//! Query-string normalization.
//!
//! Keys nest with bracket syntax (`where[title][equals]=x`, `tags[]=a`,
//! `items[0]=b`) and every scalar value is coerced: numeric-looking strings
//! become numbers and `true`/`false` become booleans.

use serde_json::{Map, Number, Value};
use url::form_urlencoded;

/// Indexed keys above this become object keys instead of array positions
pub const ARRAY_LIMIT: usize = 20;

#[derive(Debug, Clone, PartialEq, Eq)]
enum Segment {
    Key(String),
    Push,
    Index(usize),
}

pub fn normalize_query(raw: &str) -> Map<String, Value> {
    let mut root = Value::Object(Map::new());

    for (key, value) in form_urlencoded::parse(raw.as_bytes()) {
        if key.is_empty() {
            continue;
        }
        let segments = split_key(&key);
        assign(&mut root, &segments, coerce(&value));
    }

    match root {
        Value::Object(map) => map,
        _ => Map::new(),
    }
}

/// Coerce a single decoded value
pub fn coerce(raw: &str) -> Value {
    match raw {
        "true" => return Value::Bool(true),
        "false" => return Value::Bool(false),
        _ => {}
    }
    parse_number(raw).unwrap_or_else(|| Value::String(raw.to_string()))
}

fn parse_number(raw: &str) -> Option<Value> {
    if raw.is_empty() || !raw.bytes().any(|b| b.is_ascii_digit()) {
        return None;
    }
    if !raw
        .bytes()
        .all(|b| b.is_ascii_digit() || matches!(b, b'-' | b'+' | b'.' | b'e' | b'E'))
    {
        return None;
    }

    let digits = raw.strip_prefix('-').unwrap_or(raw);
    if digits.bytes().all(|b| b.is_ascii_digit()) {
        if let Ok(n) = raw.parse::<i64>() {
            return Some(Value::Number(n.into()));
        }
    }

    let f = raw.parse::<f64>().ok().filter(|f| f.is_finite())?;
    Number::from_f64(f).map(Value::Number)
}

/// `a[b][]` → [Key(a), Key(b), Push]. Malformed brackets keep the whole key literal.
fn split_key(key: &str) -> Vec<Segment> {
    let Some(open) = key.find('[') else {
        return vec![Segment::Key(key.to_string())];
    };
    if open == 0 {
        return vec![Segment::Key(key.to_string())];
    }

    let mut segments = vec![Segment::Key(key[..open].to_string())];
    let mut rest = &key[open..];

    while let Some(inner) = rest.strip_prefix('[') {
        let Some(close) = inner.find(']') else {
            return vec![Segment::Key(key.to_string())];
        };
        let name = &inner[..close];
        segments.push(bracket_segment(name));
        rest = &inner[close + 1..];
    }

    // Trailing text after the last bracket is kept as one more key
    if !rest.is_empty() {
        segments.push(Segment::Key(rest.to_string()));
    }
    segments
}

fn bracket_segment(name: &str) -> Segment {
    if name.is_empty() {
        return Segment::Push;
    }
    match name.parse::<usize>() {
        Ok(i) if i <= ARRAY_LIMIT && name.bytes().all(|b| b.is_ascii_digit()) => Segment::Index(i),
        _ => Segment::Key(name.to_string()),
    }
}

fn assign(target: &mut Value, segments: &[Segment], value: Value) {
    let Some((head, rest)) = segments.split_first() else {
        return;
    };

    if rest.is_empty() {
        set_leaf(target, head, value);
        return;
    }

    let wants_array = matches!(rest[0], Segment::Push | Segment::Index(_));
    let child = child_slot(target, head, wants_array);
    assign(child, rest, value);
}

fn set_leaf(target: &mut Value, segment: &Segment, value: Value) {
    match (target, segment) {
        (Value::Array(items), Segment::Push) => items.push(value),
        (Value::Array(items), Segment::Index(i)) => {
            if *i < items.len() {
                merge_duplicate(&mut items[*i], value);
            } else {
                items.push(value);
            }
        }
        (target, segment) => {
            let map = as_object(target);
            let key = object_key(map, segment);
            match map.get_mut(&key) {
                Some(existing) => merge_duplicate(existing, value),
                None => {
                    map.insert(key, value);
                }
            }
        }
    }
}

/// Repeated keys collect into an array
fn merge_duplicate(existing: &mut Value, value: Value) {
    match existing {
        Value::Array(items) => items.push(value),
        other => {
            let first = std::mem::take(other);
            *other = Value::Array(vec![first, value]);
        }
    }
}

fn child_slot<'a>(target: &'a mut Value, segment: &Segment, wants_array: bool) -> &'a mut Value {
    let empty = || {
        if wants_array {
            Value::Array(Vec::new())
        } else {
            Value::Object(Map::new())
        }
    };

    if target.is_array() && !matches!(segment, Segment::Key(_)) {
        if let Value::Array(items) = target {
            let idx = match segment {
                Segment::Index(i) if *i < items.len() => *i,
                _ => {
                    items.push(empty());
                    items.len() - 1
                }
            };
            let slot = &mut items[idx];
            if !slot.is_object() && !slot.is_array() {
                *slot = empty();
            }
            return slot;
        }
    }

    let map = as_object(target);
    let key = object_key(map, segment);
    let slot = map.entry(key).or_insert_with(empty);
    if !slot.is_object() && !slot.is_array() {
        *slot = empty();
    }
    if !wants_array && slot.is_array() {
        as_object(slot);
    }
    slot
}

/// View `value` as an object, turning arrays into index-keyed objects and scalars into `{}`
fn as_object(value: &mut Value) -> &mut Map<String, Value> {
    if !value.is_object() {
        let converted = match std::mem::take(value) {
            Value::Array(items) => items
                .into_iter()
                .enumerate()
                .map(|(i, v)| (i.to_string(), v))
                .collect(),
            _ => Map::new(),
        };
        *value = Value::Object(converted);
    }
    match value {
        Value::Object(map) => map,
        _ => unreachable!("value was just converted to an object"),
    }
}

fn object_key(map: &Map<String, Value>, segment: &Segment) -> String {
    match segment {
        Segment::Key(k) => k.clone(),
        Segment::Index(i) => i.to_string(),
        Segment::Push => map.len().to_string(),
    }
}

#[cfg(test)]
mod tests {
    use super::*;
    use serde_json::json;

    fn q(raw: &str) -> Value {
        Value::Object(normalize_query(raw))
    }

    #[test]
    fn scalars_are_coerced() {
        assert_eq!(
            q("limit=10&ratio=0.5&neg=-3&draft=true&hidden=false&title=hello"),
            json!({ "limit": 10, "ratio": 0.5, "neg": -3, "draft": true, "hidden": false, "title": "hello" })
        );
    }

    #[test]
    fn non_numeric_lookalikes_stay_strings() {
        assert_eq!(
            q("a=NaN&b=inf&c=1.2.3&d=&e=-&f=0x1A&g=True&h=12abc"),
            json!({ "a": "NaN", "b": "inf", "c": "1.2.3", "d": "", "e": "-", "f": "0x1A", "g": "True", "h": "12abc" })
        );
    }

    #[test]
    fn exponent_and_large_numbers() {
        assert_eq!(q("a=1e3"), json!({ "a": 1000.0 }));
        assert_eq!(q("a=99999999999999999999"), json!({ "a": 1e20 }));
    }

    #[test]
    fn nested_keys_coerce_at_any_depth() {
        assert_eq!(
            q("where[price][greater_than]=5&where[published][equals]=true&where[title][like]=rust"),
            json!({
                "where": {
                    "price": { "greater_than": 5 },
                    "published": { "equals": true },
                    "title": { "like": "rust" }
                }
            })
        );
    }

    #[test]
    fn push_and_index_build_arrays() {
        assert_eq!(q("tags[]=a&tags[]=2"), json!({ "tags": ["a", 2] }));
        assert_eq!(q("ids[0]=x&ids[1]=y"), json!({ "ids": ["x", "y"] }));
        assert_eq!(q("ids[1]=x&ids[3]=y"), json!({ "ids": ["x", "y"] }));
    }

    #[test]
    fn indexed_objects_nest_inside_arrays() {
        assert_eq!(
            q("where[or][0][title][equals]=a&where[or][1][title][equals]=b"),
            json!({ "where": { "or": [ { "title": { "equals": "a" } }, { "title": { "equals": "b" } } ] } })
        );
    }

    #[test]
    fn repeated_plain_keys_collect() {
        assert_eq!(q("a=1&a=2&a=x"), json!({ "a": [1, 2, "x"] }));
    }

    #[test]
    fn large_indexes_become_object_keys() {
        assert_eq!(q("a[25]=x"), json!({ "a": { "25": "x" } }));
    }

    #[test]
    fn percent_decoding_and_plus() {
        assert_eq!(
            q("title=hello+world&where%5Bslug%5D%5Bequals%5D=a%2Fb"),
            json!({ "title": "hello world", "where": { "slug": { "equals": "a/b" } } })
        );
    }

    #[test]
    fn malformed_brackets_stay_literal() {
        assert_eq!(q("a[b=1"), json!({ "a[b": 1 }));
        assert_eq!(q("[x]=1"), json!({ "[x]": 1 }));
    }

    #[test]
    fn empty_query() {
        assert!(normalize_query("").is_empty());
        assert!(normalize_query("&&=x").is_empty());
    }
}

### [WORK ORDER]
Take from the listing above each line containing "assign".

### [RESPONSE]
        assign(&mut root, &segments, coerce(&value));
fn assign(target: &mut Value, segments: &[Segment], value: Value) {
    assign(child, rest, value);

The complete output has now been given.